Deux colocs, une boiteuse... La variation façon Jules et Jim qui s'ensuit est d'autant plus poignante qu'elle est portée par une mise en scène au sommet. On ne pense pas seulement à l'ampleur des paysages ou à la magie picturale de certaines scènes éclairées à la lampe à huile. Encore plus bluffant, l'art avec lequel le réalisateur turc fluidifie ces longues scènes dialoguées. Variation des angles, rythmique du champ/contrechamp, positionnement des personnages dans le plan... Aucune monotonie dans la manière de les cadrer ou de les décadrer. Soudain, la caméra fixe une nuque et non plus un visage. Rien ne surplombe ce qui est en train de se tramer, si bien que ce film qui parle beaucoup est surtout un film qui nous parle constamment. Ce voisinage de cœur surprend de la part d'un metteur en scène à très fort coefficient auteuriste et dont l'univers nous paraissait jusqu'ici un peu lointain, ne serait-ce que sur le plan géographique. Là, c'est comme si Satyajit Ray s'était transformé en Jean Eustache.

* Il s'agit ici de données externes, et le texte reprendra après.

//! 文字 CLI：读取 stdin → 解析命令 → 执行并打印

use bevy::app::AppExit;
use bevy::prelude::*;
use once_cell::sync::Lazy;
use std::collections::VecDeque;
use std::sync::{Arc, Mutex};
use uuid::Uuid;

use crate::core::{events::LogEvent, states::AppState};
use crate::data::{ItemAssets, schema::ItemCatalog};
use crate::inventory::{components::Inventory, events::*};

static CLI_BUFFER: Lazy<Arc<Mutex<VecDeque<String>>>> =
    Lazy::new(|| Arc::new(Mutex::new(VecDeque::new())));

/// 插件入口
pub struct DebugCliPlugin;
impl Plugin for DebugCliPlugin {
    fn build(&self, app: &mut App) {
        {
            let buffer = CLI_BUFFER.clone();
            std::thread::spawn(move || {
                use std::io::{self, BufRead};
                let stdin = io::stdin();
                for line in stdin.lock().lines().map_while(Result::ok) {
                    let line = line.trim();
                    if line.is_empty() {
                        continue;
                    }
                    match buffer.lock() {
                        Ok(mut buf) => buf.push_back(line.to_string()),
                        Err(_) => break,
                    }
                }
            });
        }
        app
            // 事件：原始输入行
            .add_event::<CliLine>()
            // 每帧从 buffer 取出所有命令行写入事件
            .add_systems(Update, read_stdin)
            // 仅在 InGame 处理命令
            .add_systems(
                Update,
                execute_cli_commands.run_if(in_state(AppState::InGame)),
            );
    }
}

/* ---------------------------- 事件与枚举 ---------------------------- */

/// 终端敲的一整行
#[derive(Event)]
struct CliLine(String);

/// 我们支持的命令
#[derive(Debug, PartialEq)]
enum Command {
    Help,
    Status,
    Exit,
    Items(Option<String>), // None=全部；Some(token)=按 id/uuid/name 查询
    Inventory,
    Increment(String),
    Decrease(String),
    IncreaseBy { id: String, amount: i32 },
    Save,
    Usage(String),         // 参数不合法，只提示不执行
    Unsupported(String),
}

/* ---------------------------- 读取 stdin ---------------------------- */

fn read_stdin(mut writer: EventWriter<CliLine>) {
    let Ok(mut buffer) = CLI_BUFFER.lock() else {
        return;
    };
    while let Some(line) = buffer.pop_front() {
        writer.write(CliLine(line));
    }
}

/* ---------------------------- 命令执行 ---------------------------- */

#[allow(clippy::too_many_arguments)]
fn execute_cli_commands(
    mut line_reader: EventReader<CliLine>,
    mut app_exit: EventWriter<AppExit>,
    mut log: EventWriter<LogEvent>,
    state: Res<State<AppState>>,
    item_assets: Res<ItemAssets>,
    catalogs: Res<Assets<ItemCatalog>>,
    inventory: Res<Inventory>,
    mut ev_adjust: EventWriter<AdjustItemEvent>,
    mut ev_list: EventWriter<ListInventoryEvent>,
    mut ev_save: EventWriter<SaveInventoryEvent>,
) {
    for CliLine(input) in line_reader.read() {
        match parse_command(input) {
            Command::Help => {
                log.write(LogEvent(
                    "命令列表:
  help                   查看帮助
  status                 查看当前状态
  exit / quit            退出程序
  items                  列出默认物品目录
  items <token>          用 id / uuid / 名称 查询单个物品
  inv                    查看背包
  inc <id>               数量 +1
  dec <id>               数量 -1
  add <id> <amount>      数量 +amount（可为负）
  save                   立即保存
  ".into()));
            }

            Command::Status => {
                let cnt = item_assets.get(&catalogs).map_or(0, |c| c.items.len());
                log.write(LogEvent(format!(
                    "State: {:?}, Catalog: {}, Inventory: {}",
                    state.get(),
                    cnt,
                    inventory.len()
                )));
            }

            Command::Exit => {
                log.write(LogEvent("Bye~".into()));
                app_exit.write(AppExit::Success);
            }

            Command::Items(token) => {
                let Some(catalog) = item_assets.get(&catalogs) else {
                    continue;
                };
                match token {
                    None => {
                        for entry in &catalog.items {
                            let uuid = uuid_from_id(&entry.id);
                            log.write(LogEvent(format!(
                                "{} | {} | {}",
                                uuid, entry.id, entry.name
                            )));
                        }
                    }
                    Some(t) => {
                        let t_low = t.to_lowercase();
                        if let Some(e) = catalog.items.iter().find(|e| {
                            e.id.eq_ignore_ascii_case(&t_low)
                                || e.name.eq_ignore_ascii_case(&t_low)
                                || uuid_from_id(&e.id).to_string() == t_low
                        }) {
                            let uuid = uuid_from_id(&e.id);
                            log.write(LogEvent(format!(
                                "==================================================
UUID  : {uuid}
ID    : {}
Name  : {}
Count : {}
==================================================",
                                e.id,
                                e.name,
                                inventory.get(&e.id).unwrap_or(0)
                            )));
                        } else {
                            log.write(LogEvent("未找到匹配物品".into()));
                        }
                    }
                }
            }

            Command::Inventory => {
                ev_list.write(ListInventoryEvent);
            }

            Command::Increment(id) => {
                ev_adjust.write(AdjustItemEvent::increment(id));
            }

            Command::Decrease(id) => {
                ev_adjust.write(AdjustItemEvent::decrease(id));
            }

            Command::IncreaseBy { id, amount } => {
                ev_adjust.write(AdjustItemEvent::increase_by(id, amount));
            }

            Command::Save => {
                ev_save.write(SaveInventoryEvent);
            }

            Command::Usage(msg) => {
                log.write(LogEvent(msg));
            }

            Command::Unsupported(cmd) => {
                log.write(LogEvent(format!("不支持的命令: {cmd}")));
            }
        }
    }
}

/* ---------------------------- 工具函数 ---------------------------- */

fn parse_command(input: &str) -> Command {
    let mut parts = input.split_whitespace();
    let cmd = parts.next().unwrap_or("").to_lowercase();
    match cmd.as_str() {
        "help" | "h" | "?" => Command::Help,
        "status" | "s" => Command::Status,
        "exit" | "quit" | "q" => Command::Exit,
        "items" | "item" | "i" => {
            let token = parts.next().map(|s| s.to_string());
            Command::Items(token)
        }
        "inventory" | "inv" => Command::Inventory,
        "inc" | "+" => match next_id(&mut parts) {
            Ok(id) => Command::Increment(id),
            Err(msg) => Command::Usage(msg),
        },
        "dec" | "-" => match next_id(&mut parts) {
            Ok(id) => Command::Decrease(id),
            Err(msg) => Command::Usage(msg),
        },
        "add" | "give" => {
            let id = match next_id(&mut parts) {
                Ok(id) => id,
                Err(msg) => return Command::Usage(msg),
            };
            // 只有省略数量时才默认为 1
            match parts.next().map(str::parse::<i32>) {
                None => Command::IncreaseBy { id, amount: 1 },
                Some(Ok(amount)) => Command::IncreaseBy { id, amount },
                Some(Err(_)) => Command::Usage(format!(
                    "数量必须是 {} 到 {} 之间的整数；用法: add <id> <amount>",
                    i32::MIN,
                    i32::MAX
                )),
            }
        }
        "save" => Command::Save,
        other => Command::Unsupported(other.into()),
    }
}

/// 取物品 id；缺失或含保留字符时返回提示
fn next_id<'a>(parts: &mut impl Iterator<Item = &'a str>) -> Result<String, String> {
    match parts.next() {
        None => Err("缺少物品 id".into()),
        Some(id) if id.contains([',', ':']) => Err(format!("物品 id 不能包含 ',' 或 ':': {id}")),
        Some(id) => Ok(id.to_string()),
    }
}

fn uuid_from_id(id: &str) -> Uuid {
    // 用固定 namespace + id 字节生成版本 5 UUID，保证可重复得到同一值
    Uuid::new_v5(&Uuid::NAMESPACE_OID, id.as_bytes())
}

Point d'orgue du récit, le dîner décisif et lourd de sous-entendus qui réunit Samet et Nuray au domicile de cette dernière. La discussion vole bien haut sur la valeur de l'engagement, la nécessité du cynisme ou encore sur la "lassitude d'espérer ", mais elle n'est irriguée en vérité que par la tension sexuelle croissante entre les deux protagonistes. C'est peut-être pour cette raison qu'ils paraissent parfois se contredire. La scène s'achève d'une manière complètement folle: alors qu'il s'apprête à consommer son union avec Nuray qui a enlevé la prothèse lui servant de jambe, Samet quitte soudainement la pièce, traverse ce qui semble être un plateau de tournage -celui des Herbes sèches, visiblement- et absorbe un comprimé de viagra aux toilettes avant de revenir auprès de la jeune femme. Quel décrochage ! Dans sa trivialité même, il désamorce le pathos tout en consacrant la puissance de la fiction.
Un cœur en hiver, écrivions-nous plus haut... sauf que l'hiver est long. Il n'y aurait que deux saisons paraît-il en Anatolie où les herbes n'ont pas le temps de verdir. À peine l'été survient-il qu'elles jaunissent à toute vitesse, tel un désir amoureux privé de son éclat printanier et auquel on finit par renoncer. Tchekhov ou le poète britannique William Wordsworth cité par Elia Kazan dans Splendor in the grass (La Fièvre dans le sang) auraient adoré cette image. L'assomption visuelle qui la prolonge n'en est que plus inoubliable.
Les Herbes sèches, Nuri Bilge Ceylan, prix d'interprétation féminine à Cannes pour Merve Dizdar, en salles depuis le 12 juillet.